**WORK INSTRUCTION**. Without changing anything, copy out each entry.

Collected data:

use crate::model::{Capability, EmploymentClass, Roster, Worker, WorkerId};
use crate::policy::BackupCoverage;
use chrono::Weekday;
use std::collections::BTreeMap;

/// Vues en lecture seule sur l'effectif, construites une fois par calcul.
#[derive(Debug)]
pub struct RosterIndex<'a> {
    by_id: BTreeMap<&'a WorkerId, &'a Worker>,
    backup: Option<BackupCoverage>,
}

impl<'a> RosterIndex<'a> {
    pub fn new(roster: &'a Roster, backup: Option<BackupCoverage>) -> Self {
        let mut by_id = BTreeMap::new();
        for worker in &roster.workers {
            if by_id.contains_key(&worker.id) {
                tracing::warn!(worker = %worker.id, "duplicate worker id in roster, keeping first");
                continue;
            }
            by_id.insert(&worker.id, worker);
        }
        Self { by_id, backup }
    }

    pub fn get(&self, id: &WorkerId) -> Option<&'a Worker> {
        self.by_id.get(id).copied()
    }

    pub fn contains(&self, id: &WorkerId) -> bool {
        self.by_id.contains_key(id)
    }

    /// Tous les membres, triés par identifiant.
    pub fn workers(&self) -> impl Iterator<Item = &'a Worker> + '_ {
        self.by_id.values().copied()
    }

    pub fn by_class(&self, class: EmploymentClass) -> impl Iterator<Item = &'a Worker> + '_ {
        self.workers().filter(move |w| w.class == class)
    }

    pub fn with_capability(&self, capability: Capability) -> impl Iterator<Item = &'a Worker> + '_ {
        self.workers().filter(move |w| w.capability == capability)
    }

    /// Salariés dont `weekday` est un jour de repos fixe.
    pub fn off_on(&self, weekday: Weekday) -> impl Iterator<Item = &'a Worker> + '_ {
        self.workers().filter(move |w| w.is_day_off(weekday))
    }

    pub fn remaining_capacity(&self, id: &WorkerId, assigned: u32) -> u32 {
        self.get(id)
            .map_or(0, |w| w.monthly_cap.saturating_sub(assigned))
    }

    /// Vrai si un salarié capable de relayer le poste de renfort est présent.
    pub fn relief_present<'i, I>(&self, assignees: I) -> bool
    where
        I: IntoIterator<Item = &'i WorkerId>,
    {
        let Some(backup) = self.backup else {
            return true;
        };
        assignees
            .into_iter()
            .filter_map(|id| self.get(id))
            .any(|w| w.is_core() && w.capability == backup.relieved_by)
    }

    /// La personne peut-elle compter en cuisine ce jour-là ?
    pub fn kitchen_capable(&self, worker: &Worker, relief_present: bool) -> bool {
        match worker.capability {
            Capability::Chef | Capability::KitchenOnly | Capability::AllRound => true,
            cap if self.is_fallback(cap) => relief_present,
            Capability::HallOnly | Capability::Management | Capability::Generalist => false,
        }
    }

    pub fn hall_eligible(&self, worker: &Worker) -> bool {
        match worker.capability {
            Capability::KitchenOnly => false,
            Capability::HallOnly
            | Capability::AllRound
            | Capability::Management
            | Capability::Chef
            | Capability::Generalist => true,
        }
    }

    /// Priorité pour combler la cuisine (plus petit = préféré).
    pub fn kitchen_rank(&self, worker: &Worker) -> u8 {
        match worker.capability {
            Capability::Chef => 0,
            Capability::KitchenOnly => 1,
            Capability::AllRound => 2,
            cap if self.is_fallback(cap) => 3,
            Capability::HallOnly | Capability::Management | Capability::Generalist => 9,
        }
    }

    fn is_fallback(&self, capability: Capability) -> bool {
        match self.backup {
            Some(backup) => backup.fallback == capability,
            None => capability == Capability::Management,
        }
    }
}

**SOLUTION TO THE EXERCISE**.
use crate::model::{Capability, EmploymentClass, Roster, Worker, WorkerId};
use crate::policy::BackupCoverage;
use chrono::Weekday;
use std::collections::BTreeMap;

/// Vues en lecture seule sur l'effectif, construites une fois par calcul.
#[derive(Debug)]
pub struct RosterIndex<'a> {
    by_id: BTreeMap<&'a WorkerId, &'a Worker>,
    backup: Option<BackupCoverage>,
}

impl<'a> RosterIndex<'a> {
    pub fn new(roster: &'a Roster, backup: Option<BackupCoverage>) -> Self {
        let mut by_id = BTreeMap::new();
        for worker in &roster.workers {
            if by_id.contains_key(&worker.id) {
                tracing::warn!(worker = %worker.id, "duplicate worker id in roster, keeping first");
                continue;
            }
            by_id.insert(&worker.id, worker);
        }
        Self { by_id, backup }
    }

    pub fn get(&self, id: &WorkerId) -> Option<&'a Worker> {
        self.by_id.get(id).copied()
    }

    pub fn contains(&self, id: &WorkerId) -> bool {
        self.by_id.contains_key(id)
    }

    /// Tous les membres, triés par identifiant.
    pub fn workers(&self) -> impl Iterator<Item = &'a Worker> + '_ {
        self.by_id.values().copied()
    }

    pub fn by_class(&self, class: EmploymentClass) -> impl Iterator<Item = &'a Worker> + '_ {
        self.workers().filter(move |w| w.class == class)
    }

    pub fn with_capability(&self, capability: Capability) -> impl Iterator<Item = &'a Worker> + '_ {
        self.workers().filter(move |w| w.capability == capability)
    }

    /// Salariés dont `weekday` est un jour de repos fixe.
    pub fn off_on(&self, weekday: Weekday) -> impl Iterator<Item = &'a Worker> + '_ {
        self.workers().filter(move |w| w.is_day_off(weekday))
    }

    pub fn remaining_capacity(&self, id: &WorkerId, assigned: u32) -> u32 {
        self.get(id)
            .map_or(0, |w| w.monthly_cap.saturating_sub(assigned))
    }

    /// Vrai si un salarié capable de relayer le poste de renfort est présent.
    pub fn relief_present<'i, I>(&self, assignees: I) -> bool
    where
        I: IntoIterator<Item = &'i WorkerId>,
    {
        let Some(backup) = self.backup else {
            return true;
        };
        assignees
            .into_iter()
            .filter_map(|id| self.get(id))
            .any(|w| w.is_core() && w.capability == backup.relieved_by)
    }

    /// La personne peut-elle compter en cuisine ce jour-là ?
    pub fn kitchen_capable(&self, worker: &Worker, relief_present: bool) -> bool {
        match worker.capability {
            Capability::Chef | Capability::KitchenOnly | Capability::AllRound => true,
            cap if self.is_fallback(cap) => relief_present,
            Capability::HallOnly | Capability::Management | Capability::Generalist => false,
        }
    }

    pub fn hall_eligible(&self, worker: &Worker) -> bool {
        match worker.capability {
            Capability::KitchenOnly => false,
            Capability::HallOnly
            | Capability::AllRound
            | Capability::Management
            | Capability::Chef
            | Capability::Generalist => true,
        }
    }

    /// Priorité pour combler la cuisine (plus petit = préféré).
    pub fn kitchen_rank(&self, worker: &Worker) -> u8 {
        match worker.capability {
            Capability::Chef => 0,
            Capability::KitchenOnly => 1,
            Capability::AllRound => 2,
            cap if self.is_fallback(cap) => 3,
            Capability::HallOnly | Capability::Management | Capability::Generalist => 9,
        }
    }

    fn is_fallback(&self, capability: Capability) -> bool {
        match self.backup {
            Some(backup) => backup.fallback == capability,
            None => capability == Capability::Management,
        }
    }
}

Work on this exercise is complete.